Exercise details> Where a line holds the word "LeadId", count it, then give only the total for the entries below.

Material shown>

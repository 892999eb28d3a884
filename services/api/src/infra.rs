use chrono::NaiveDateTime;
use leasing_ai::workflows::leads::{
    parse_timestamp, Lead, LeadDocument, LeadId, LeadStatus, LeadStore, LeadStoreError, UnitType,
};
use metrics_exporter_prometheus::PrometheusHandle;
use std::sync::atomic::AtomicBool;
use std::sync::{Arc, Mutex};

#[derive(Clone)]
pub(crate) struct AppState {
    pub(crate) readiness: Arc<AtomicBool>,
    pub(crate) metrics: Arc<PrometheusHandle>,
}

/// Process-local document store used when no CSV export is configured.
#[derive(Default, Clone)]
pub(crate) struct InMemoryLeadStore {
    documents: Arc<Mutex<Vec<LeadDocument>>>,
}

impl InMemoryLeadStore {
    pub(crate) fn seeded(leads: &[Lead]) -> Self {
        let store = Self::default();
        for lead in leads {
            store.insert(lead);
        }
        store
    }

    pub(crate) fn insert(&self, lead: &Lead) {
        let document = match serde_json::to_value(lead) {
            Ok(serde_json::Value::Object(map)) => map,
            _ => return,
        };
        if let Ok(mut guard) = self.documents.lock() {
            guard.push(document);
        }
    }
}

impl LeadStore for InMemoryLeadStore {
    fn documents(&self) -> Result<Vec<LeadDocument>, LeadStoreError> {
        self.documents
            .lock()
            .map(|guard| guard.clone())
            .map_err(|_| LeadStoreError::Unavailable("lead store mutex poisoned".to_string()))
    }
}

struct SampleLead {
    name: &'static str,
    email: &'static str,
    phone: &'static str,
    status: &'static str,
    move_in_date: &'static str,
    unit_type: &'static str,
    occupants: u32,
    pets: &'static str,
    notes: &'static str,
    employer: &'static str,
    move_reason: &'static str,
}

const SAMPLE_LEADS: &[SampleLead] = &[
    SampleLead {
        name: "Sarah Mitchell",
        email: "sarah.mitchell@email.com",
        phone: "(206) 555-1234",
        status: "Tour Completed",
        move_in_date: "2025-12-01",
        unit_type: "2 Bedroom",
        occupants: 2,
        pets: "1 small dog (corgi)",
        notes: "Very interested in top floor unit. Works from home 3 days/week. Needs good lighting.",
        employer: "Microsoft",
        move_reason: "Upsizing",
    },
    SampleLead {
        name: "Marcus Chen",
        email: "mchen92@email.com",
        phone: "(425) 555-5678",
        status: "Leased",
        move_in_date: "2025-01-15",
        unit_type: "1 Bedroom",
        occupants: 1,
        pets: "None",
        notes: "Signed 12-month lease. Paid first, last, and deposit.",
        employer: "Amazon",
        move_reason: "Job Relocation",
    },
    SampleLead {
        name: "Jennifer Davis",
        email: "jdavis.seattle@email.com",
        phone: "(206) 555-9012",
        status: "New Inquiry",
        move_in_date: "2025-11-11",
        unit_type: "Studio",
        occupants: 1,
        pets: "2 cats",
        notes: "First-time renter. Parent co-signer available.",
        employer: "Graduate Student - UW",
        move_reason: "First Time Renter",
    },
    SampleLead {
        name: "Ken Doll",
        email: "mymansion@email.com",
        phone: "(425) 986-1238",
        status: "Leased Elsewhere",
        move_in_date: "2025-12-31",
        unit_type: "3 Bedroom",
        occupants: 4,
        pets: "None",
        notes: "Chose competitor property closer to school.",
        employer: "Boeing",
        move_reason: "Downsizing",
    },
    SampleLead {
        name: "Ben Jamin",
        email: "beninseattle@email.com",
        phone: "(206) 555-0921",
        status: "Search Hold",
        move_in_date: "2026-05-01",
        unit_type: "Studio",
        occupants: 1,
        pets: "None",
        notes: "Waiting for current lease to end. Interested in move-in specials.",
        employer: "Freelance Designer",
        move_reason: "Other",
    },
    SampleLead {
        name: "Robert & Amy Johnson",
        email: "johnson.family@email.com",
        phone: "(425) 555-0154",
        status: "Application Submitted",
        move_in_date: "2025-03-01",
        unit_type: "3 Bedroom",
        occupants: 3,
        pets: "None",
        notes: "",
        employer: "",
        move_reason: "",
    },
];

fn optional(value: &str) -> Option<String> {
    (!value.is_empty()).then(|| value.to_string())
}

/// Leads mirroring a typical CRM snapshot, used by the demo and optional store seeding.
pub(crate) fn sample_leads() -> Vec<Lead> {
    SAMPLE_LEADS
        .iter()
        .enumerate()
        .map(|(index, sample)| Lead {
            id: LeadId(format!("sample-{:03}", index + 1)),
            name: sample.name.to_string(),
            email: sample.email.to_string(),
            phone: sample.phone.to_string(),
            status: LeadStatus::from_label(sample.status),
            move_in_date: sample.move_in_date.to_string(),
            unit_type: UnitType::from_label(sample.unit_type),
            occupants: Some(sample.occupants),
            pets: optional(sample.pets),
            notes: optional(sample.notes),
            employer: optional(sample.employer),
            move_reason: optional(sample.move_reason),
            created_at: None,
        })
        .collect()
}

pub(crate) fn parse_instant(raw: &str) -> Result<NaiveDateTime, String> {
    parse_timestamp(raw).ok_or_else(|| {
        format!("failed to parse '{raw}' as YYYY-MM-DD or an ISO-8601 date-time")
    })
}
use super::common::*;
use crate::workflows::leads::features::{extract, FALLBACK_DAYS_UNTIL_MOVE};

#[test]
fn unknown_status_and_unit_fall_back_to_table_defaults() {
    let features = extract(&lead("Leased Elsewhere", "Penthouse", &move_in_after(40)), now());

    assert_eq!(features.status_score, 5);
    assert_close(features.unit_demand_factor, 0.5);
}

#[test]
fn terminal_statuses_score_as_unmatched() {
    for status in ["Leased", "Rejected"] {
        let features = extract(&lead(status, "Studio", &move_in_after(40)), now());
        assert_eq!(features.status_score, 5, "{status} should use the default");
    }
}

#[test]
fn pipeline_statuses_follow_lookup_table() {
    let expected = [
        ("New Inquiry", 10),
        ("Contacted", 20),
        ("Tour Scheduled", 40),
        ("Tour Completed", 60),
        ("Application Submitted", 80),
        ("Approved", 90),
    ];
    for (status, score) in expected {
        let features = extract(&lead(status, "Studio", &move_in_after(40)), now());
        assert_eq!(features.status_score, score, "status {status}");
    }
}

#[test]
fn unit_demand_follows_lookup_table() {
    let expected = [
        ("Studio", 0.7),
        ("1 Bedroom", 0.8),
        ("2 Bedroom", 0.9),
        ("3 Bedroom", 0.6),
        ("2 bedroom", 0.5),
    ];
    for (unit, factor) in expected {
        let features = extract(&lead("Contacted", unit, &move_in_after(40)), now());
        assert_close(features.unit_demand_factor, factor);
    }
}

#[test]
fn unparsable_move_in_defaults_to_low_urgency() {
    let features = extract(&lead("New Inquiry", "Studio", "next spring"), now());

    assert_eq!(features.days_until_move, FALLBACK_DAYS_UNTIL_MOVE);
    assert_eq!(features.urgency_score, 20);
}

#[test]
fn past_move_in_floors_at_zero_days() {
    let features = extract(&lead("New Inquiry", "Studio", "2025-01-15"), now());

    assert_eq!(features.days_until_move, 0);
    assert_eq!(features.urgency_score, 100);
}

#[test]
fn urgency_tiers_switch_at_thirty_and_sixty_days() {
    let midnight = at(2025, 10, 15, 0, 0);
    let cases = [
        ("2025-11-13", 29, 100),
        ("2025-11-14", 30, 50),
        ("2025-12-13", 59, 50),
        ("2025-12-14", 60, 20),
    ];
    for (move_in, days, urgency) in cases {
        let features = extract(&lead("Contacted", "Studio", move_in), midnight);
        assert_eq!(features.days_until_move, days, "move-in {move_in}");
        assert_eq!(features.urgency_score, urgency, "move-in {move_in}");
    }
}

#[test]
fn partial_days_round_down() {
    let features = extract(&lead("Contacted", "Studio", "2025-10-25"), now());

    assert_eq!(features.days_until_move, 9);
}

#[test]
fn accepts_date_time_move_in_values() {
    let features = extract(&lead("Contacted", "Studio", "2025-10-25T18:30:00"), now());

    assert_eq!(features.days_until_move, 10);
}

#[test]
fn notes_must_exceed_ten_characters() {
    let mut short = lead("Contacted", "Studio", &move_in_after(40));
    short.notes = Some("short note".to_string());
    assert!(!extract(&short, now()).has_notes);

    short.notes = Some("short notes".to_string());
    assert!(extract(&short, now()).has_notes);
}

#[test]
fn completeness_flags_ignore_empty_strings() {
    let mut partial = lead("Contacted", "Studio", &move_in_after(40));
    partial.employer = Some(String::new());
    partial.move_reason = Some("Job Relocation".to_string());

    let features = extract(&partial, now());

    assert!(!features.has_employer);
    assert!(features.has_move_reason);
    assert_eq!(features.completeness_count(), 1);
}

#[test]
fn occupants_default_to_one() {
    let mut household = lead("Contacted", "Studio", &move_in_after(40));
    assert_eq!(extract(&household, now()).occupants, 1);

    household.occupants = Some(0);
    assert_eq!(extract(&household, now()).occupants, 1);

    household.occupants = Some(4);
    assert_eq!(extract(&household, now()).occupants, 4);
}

Response> 2